Collected data entries:
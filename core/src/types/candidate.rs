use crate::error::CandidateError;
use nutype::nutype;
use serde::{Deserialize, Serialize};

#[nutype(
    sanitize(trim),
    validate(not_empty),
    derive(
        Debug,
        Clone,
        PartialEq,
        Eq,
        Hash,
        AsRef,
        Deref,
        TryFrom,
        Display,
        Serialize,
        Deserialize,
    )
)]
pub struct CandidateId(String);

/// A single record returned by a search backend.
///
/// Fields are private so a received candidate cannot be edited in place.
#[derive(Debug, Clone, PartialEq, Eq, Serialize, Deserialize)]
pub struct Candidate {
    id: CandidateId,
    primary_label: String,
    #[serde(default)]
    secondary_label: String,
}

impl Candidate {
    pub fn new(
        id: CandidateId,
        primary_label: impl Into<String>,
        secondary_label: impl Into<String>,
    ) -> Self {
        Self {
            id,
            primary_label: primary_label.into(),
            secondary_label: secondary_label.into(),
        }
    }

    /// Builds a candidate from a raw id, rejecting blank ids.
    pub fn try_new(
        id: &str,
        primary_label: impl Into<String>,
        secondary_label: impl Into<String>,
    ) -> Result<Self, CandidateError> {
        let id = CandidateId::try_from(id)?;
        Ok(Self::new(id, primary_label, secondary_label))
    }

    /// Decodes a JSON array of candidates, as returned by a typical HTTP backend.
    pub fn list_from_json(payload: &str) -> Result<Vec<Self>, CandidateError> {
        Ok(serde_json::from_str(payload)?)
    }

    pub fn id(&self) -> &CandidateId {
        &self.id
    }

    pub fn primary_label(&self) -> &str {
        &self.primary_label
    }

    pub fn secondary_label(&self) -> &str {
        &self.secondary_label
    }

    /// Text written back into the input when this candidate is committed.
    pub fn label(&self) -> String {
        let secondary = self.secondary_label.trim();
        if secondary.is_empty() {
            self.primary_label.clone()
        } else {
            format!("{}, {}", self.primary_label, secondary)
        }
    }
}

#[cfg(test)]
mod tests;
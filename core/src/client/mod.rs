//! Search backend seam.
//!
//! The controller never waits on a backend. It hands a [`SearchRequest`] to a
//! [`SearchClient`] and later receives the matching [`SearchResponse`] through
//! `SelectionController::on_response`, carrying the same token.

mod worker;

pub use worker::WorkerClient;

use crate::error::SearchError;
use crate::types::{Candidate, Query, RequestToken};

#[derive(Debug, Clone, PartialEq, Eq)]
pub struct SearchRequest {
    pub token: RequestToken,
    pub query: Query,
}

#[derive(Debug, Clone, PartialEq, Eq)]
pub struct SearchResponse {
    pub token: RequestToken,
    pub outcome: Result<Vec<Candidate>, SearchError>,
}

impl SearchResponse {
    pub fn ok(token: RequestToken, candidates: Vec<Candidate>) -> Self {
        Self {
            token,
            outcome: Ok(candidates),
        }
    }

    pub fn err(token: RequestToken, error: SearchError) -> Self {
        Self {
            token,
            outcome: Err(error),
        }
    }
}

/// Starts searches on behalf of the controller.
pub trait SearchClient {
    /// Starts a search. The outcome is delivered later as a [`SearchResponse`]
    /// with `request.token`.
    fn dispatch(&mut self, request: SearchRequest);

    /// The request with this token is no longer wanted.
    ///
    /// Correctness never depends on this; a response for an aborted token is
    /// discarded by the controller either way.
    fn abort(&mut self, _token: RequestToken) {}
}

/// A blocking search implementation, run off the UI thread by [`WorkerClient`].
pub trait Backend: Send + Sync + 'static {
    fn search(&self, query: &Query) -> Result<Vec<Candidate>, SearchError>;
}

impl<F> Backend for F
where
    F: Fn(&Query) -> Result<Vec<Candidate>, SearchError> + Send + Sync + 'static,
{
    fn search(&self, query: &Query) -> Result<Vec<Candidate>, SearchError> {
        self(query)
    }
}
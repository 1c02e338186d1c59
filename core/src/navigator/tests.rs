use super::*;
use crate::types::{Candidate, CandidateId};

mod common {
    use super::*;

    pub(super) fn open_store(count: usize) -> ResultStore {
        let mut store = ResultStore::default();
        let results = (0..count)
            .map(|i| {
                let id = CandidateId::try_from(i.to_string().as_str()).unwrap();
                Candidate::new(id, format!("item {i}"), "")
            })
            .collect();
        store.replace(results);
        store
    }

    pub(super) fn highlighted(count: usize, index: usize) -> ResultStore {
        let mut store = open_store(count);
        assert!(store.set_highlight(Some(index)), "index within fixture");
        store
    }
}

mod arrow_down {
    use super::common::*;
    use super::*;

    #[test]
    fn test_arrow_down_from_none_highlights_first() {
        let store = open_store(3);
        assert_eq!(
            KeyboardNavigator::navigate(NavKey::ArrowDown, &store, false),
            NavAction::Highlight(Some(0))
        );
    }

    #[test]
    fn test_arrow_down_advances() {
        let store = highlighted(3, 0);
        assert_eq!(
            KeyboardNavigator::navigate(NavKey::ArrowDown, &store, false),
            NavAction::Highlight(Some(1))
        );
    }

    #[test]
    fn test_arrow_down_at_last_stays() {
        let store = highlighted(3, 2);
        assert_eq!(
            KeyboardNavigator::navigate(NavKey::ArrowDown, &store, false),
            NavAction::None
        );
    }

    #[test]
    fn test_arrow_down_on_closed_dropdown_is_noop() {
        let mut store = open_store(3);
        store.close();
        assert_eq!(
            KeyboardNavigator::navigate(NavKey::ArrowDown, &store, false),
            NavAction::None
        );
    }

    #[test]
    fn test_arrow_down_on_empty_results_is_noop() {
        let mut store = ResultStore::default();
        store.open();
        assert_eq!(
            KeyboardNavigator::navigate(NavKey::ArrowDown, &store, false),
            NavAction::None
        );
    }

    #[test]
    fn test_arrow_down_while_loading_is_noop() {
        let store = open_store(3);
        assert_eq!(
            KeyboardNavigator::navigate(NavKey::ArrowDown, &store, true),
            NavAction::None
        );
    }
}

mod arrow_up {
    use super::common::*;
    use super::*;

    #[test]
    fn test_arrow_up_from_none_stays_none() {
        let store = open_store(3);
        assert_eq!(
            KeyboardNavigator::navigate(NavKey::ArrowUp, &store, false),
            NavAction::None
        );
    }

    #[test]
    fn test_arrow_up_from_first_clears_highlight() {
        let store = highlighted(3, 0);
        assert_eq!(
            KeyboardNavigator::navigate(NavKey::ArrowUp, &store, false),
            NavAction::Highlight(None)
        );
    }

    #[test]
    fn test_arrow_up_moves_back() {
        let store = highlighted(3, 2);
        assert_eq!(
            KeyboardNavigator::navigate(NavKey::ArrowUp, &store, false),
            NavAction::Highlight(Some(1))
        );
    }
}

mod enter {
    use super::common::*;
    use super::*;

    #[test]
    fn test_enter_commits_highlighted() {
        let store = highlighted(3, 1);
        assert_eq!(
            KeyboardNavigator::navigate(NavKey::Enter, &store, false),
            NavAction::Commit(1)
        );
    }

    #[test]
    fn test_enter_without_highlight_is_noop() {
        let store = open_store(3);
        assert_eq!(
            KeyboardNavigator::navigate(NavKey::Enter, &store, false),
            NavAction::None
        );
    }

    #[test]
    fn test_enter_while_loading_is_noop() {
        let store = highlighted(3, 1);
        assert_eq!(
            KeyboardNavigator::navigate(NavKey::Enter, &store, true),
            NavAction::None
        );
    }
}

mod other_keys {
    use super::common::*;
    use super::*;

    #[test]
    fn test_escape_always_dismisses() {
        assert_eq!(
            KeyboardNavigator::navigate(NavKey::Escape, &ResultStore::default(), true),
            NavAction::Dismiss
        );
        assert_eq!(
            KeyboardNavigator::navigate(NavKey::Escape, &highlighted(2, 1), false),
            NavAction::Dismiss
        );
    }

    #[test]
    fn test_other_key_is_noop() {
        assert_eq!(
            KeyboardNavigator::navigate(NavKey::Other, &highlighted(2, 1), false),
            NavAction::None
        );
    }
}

About this task
Pick out each line above that includes "filename" and show it.

Problem solution
filename core/src/types/candidate.rs
filename core/src/client/mod.rs
filename core/src/navigator/tests.rs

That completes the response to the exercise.